La realidad, como sugiere, es más compleja.
Escribir sencillo es difícil.
Escribir claro exige precisión.
Y lograr que una historia funcione sin apoyarse en artificios requiere un control narrativo que no siempre se reconoce.
Pero más allá de la técnica, hay un elemento que Del Val considera imprescindible: la provocación.
No como escándalo.
No como ruido.
Sino como estímulo.
Como una herramienta para hacer pensar.
En su visión, un escritor —como cualquier artista— no puede limitarse a reproducir lo esperado. Necesita incomodar. Cuestionar.
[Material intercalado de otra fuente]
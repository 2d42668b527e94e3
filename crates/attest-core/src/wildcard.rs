//! Wildcard vocabulary: reserved pattern tokens an expected scalar can carry
//! to stand in for a whole class of acceptable actual values.
//!
//! A token travels inside a JSON string wrapped in a fixed marker frame, e.g.
//! `"[##_CORE_##_][_ANY_][##_CORE_##]"`. Recognition strips the frame and the
//! quotes and matches the remainder case-insensitively against the closed
//! token set; the short symbols (`*`, `+`, `[?]`, `[1]`, `[>1]`) are accepted
//! as equivalent spellings.

const MARKER_START: &str = "[##_CORE_##_][_";
const MARKER_END: &str = "_][##_CORE_##]";

/// The closed set of wildcard tokens.
#[derive(Debug, Clone, Copy, PartialEq, Eq, Hash)]
pub enum Wildcard {
    /// Matches anything except an array.
    Any,
    /// Matches anything non-null except an array.
    Some,
    /// Matches an array of any length, including zero.
    ArrayUndeterminedLength,
    /// Matches an array with exactly one element.
    ArrayExactlyOne,
    /// Matches an array with at least two elements.
    ArrayMoreThanOne,
}

impl Wildcard {
    pub const ALL: [Wildcard; 5] = [
        Wildcard::Any,
        Wildcard::Some,
        Wildcard::ArrayUndeterminedLength,
        Wildcard::ArrayExactlyOne,
        Wildcard::ArrayMoreThanOne,
    ];

    /// Canonical marker text.
    pub fn text(self) -> &'static str {
        match self {
            Wildcard::Any => "ANY",
            Wildcard::Some => "SOME",
            Wildcard::ArrayUndeterminedLength => "ARRAY_UNDETERMINED_LENGTH",
            Wildcard::ArrayExactlyOne => "ARRAY_EXACTLY_ONE",
            Wildcard::ArrayMoreThanOne => "ARRAY_MORE_THAN_ONE",
        }
    }

    /// Short symbol used when rendering an expected subtree in diagnostics.
    pub fn symbol(self) -> &'static str {
        match self {
            Wildcard::Any => "*",
            Wildcard::Some => "+",
            Wildcard::ArrayUndeterminedLength => "[?]",
            Wildcard::ArrayExactlyOne => "[1]",
            Wildcard::ArrayMoreThanOne => "[>1]",
        }
    }

    /// Human label used in diagnostics.
    pub fn label(self) -> &'static str {
        match self {
            Wildcard::Any => "anything (except array)",
            Wildcard::Some => "something not null (except array)",
            Wildcard::ArrayUndeterminedLength => "a non-null array of undetermined length",
            Wildcard::ArrayExactlyOne => "a non-null array with just one element",
            Wildcard::ArrayMoreThanOne => "a non-null array with more than one element",
        }
    }

    /// The token as it appears embedded in serialized JSON: a quoted string
    /// holding the framed marker text.
    pub fn marker(self) -> String {
        format!("\"{}{}{}\"", MARKER_START, self.text(), MARKER_END)
    }

    /// Recognize a wildcard in the serialized form of an expected node.
    ///
    /// Returns `None` unless the text, after stripping the marker frame and
    /// quotes, reduces to exactly one token text or symbol.
    pub fn recognize(raw: &str) -> Option<Wildcard> {
        if raw.trim().is_empty() {
            return None;
        }
        let stripped = raw
            .replace(MARKER_START, "")
            .replace(MARKER_END, "")
            .replace('"', "");
        let stripped = stripped.trim();
        if stripped.is_empty() {
            return None;
        }
        Self::ALL.into_iter().find(|token| {
            token.text().eq_ignore_ascii_case(stripped) || token.symbol() == stripped
        })
    }

    /// Rewrite every embedded marker in `text` to its short symbol. Cosmetic
    /// only: used to render a whole expected subtree compactly.
    pub fn strip_markers(text: &str) -> String {
        let mut out = text.to_string();
        for token in Self::ALL {
            out = out.replace(&token.marker(), &format!("\"{}\"", token.symbol()));
        }
        out
    }
}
Generar una reacción.
Y en ese sentido, su propia figura cumple esa función.
Porque no encaja completamente en ninguna categoría.
No es un autor tradicional en el sentido clásico.
No es un outsider literario.
Es algo intermedio.
Y ese espacio intermedio es, precisamente, donde se generan los debates más intensos.
La reacción a su premio no habla solo de él.
Habla de un sistema literario en transformación.
De una tensión entre lo académico y lo popular.
Entre lo que se valida desde arriba y lo que se construye desde la conexión con el público.
Y en ese contexto, la figura de Juan del Val se convierte en un punto de fricción.
Un espejo.
Una pregunta abierta.
¿Qué es la buena literatura?
¿Quién decide?
¿Y con qué criterios?
No hay una respuesta única.
Pero lo que sí parece claro es que el debate ya no puede ignorarse.
Porque cada vez que un autor rompe el molde, cada vez que una obra cuestiona las jerarquías establecidas, el sistema se ve obligado a reaccionar.
Y esa reacción —sea de rechazo o de aceptación— es, en sí misma, una señal de cambio.
El Premio Planeta 2026 no solo ha reconocido una novela.
Ha activado una conversación.
Y en esa conversación, más allá de las etiquetas, lo que está en juego no es solo el valor de una obra.
Es la definición misma de lo que entendemos por literatura.